The slices emphasize that half of the missed appointments were simply forgotten. However, imagine adding three more reasons of similar size. The slices would become crowded and hard to compare. Pie charts work only when the categories sum to a meaningful whole and there are no more than a few slices.

When to use bar charts vs. pie charts

Although you can plot the same data with either chart, they are not interchangeable. Use a bar chart when you want to:

Compare values across categories or between groups.
Display a statistic that does not sum to a meaningful whole (e.g., average pain scores by medication).
Show many categories, even if some are small.

Use a pie chart only when:

The values represent parts of a whole that add up to 100%.
The number of categories is small (ideally no more than five).
You care more about conveying the big picture of how the whole is divided than about exact comparisons.

When you find yourself squinting at a pie chart to see which slice is bigger, switch to a bar chart; our brains judge lengths more accurately than angles.

Clustered and stacked bar charts

Sometimes you have two categorical variables and want to see how their categories interact. We introduced two‑way tables in Section 3.1; here’s how to graph them.
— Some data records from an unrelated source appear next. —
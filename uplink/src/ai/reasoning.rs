//! Reasoning extraction for thinking models
//!
//! Thinking models emit their chain of thought inline, wrapped in a tag pair such as
//! `<think>...</think>`. `ExtractReasoning` wraps a `LanguageModel` and splits that inline
//! markup into `StreamPart::Reasoning` and `StreamPart::Text` parts as the stream arrives,
//! including when a tag straddles two network chunks.

use async_trait::async_trait;
use futures::stream::BoxStream;
use futures::{future, stream, StreamExt};

use super::providers::{ChatMessage, LanguageModel, Result, StreamPart};

/// Wrapper that lifts inline `<tag>...</tag>` sections out of a model's text stream.
pub struct ExtractReasoning<M> {
    inner: M,
    tag: String,
}

impl<M> ExtractReasoning<M> {
    pub fn new(inner: M, tag: &str) -> Self {
        Self {
            inner,
            tag: tag.to_string(),
        }
    }
}

#[async_trait]
impl<M: LanguageModel> LanguageModel for ExtractReasoning<M> {
    fn model_id(&self) -> &str {
        self.inner.model_id()
    }

    async fn stream_chat(
        &self,
        messages: Vec<ChatMessage>,
    ) -> Result<BoxStream<'static, Result<StreamPart>>> {
        let inner = self.inner.stream_chat(messages).await?;
        Ok(extract_reasoning(inner, &self.tag))
    }
}

/// Re-classify the text parts of `parts` according to `<tag>...</tag>` markers.
///
/// Errors and already-classified parts pass through untouched. Anything still buffered when
/// the stream ends is flushed in the phase the scanner was left in, so an unterminated
/// reasoning section is not lost.
pub fn extract_reasoning(
    parts: BoxStream<'static, Result<StreamPart>>,
    tag: &str,
) -> BoxStream<'static, Result<StreamPart>> {
    let scanner = TagScanner::new(tag);

    // A trailing sentinel gives the scanner one last call to flush after the inner stream ends
    parts
        .map(Some)
        .chain(stream::once(future::ready(None)))
        .scan(scanner, |scanner, item| {
            let parts: Vec<Result<StreamPart>> = match item {
                Some(Ok(StreamPart::Text(text))) => {
                    scanner.push(&text).into_iter().map(Ok).collect()
                }
                Some(Ok(part)) => vec![Ok(part)],
                Some(Err(e)) => vec![Err(e)],
                None => scanner.finish().into_iter().map(Ok).collect(),
            };
            future::ready(Some(stream::iter(parts)))
        })
        .flatten()
        .boxed()
}

/// Incremental scanner for one tag pair.
///
/// Text is emitted as soon as it can no longer be part of a tag, so at most `tag.len() - 1`
/// bytes are ever held back between deltas.
struct TagScanner {
    open_tag: String,
    close_tag: String,
    buffer: String,
    in_reasoning: bool,
}

impl TagScanner {
    fn new(tag: &str) -> Self {
        Self {
            open_tag: format!("<{tag}>"),
            close_tag: format!("</{tag}>"),
            buffer: String::new(),
            in_reasoning: false,
        }
    }

    /// Feed a text delta, returning the parts that became unambiguous.
    fn push(&mut self, text: &str) -> Vec<StreamPart> {
        self.buffer.push_str(text);
        let mut parts = Vec::new();

        loop {
            let tag = if self.in_reasoning {
                &self.close_tag
            } else {
                &self.open_tag
            };

            match self.buffer.find(tag.as_str()) {
                Some(index) => {
                    let before: String = self.buffer.drain(..index).collect();
                    self.emit(&mut parts, before);
                    self.buffer.drain(..tag.len());
                    self.in_reasoning = !self.in_reasoning;
                }
                None => {
                    // Hold back any suffix that could still grow into the tag
                    let keep = partial_suffix_len(&self.buffer, &tag);
                    let ready: String = self.buffer.drain(..self.buffer.len() - keep).collect();
                    self.emit(&mut parts, ready);
                    break;
                }
            }
        }

        parts
    }

    /// Flush whatever is still buffered once the stream ends.
    fn finish(&mut self) -> Option<StreamPart> {
        if self.buffer.is_empty() {
            return None;
        }
        let rest = std::mem::take(&mut self.buffer);
        Some(if self.in_reasoning {
            StreamPart::Reasoning(rest)
        } else {
            StreamPart::Text(rest)
        })
    }

    fn emit(&self, parts: &mut Vec<StreamPart>, text: String) {
        if text.is_empty() {
            return;
        }
        parts.push(if self.in_reasoning {
            StreamPart::Reasoning(text)
        } else {
            StreamPart::Text(text)
        });
    }
}

/// Length of the longest suffix of `text` that is a proper prefix of `tag`.
fn partial_suffix_len(text: &str, tag: &str) -> usize {
    let max = tag.len().saturating_sub(1).min(text.len());
    for len in (1..=max).rev() {
        if !text.is_char_boundary(text.len() - len) {
            continue;
        }
        if tag.starts_with(&text[text.len() - len..]) {
            return len;
        }
    }
    0
}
A clustered (side‑by‑side) bar chart groups bars for each level of a second variable next to each other so you can compare across groups. For example, imagine you survey 120 patients about how satisfied they were with a new physical therapy program (satisfied, neutral, dissatisfied) and record whether they were in the treatment or control group. A clustered bar chart shows differences in satisfaction between the two groups.

In a stacked bar chart, bars for each category are stacked atop one another. This emphasizes the total size of each category but makes it harder to compare the segments across stacks. You might use a stacked chart to show how types of injuries (sprain, fracture, other) contribute to emergency visits across departments; if you convert each bar to 100% of its height, you get a 100% stacked bar chart that highlights composition within each group.

Cautions with stacked bars

Stacked bars are useful when you care about the total across categories, but they hide patterns in the middle segments. In the last plot, you can easily compare the overall emergency visits across departments and the share of fractures, but it’s harder to compare the “other” injuries across departments because their segments float at different heights. If your goal is to compare subgroups, a clustered bar chart is usually better.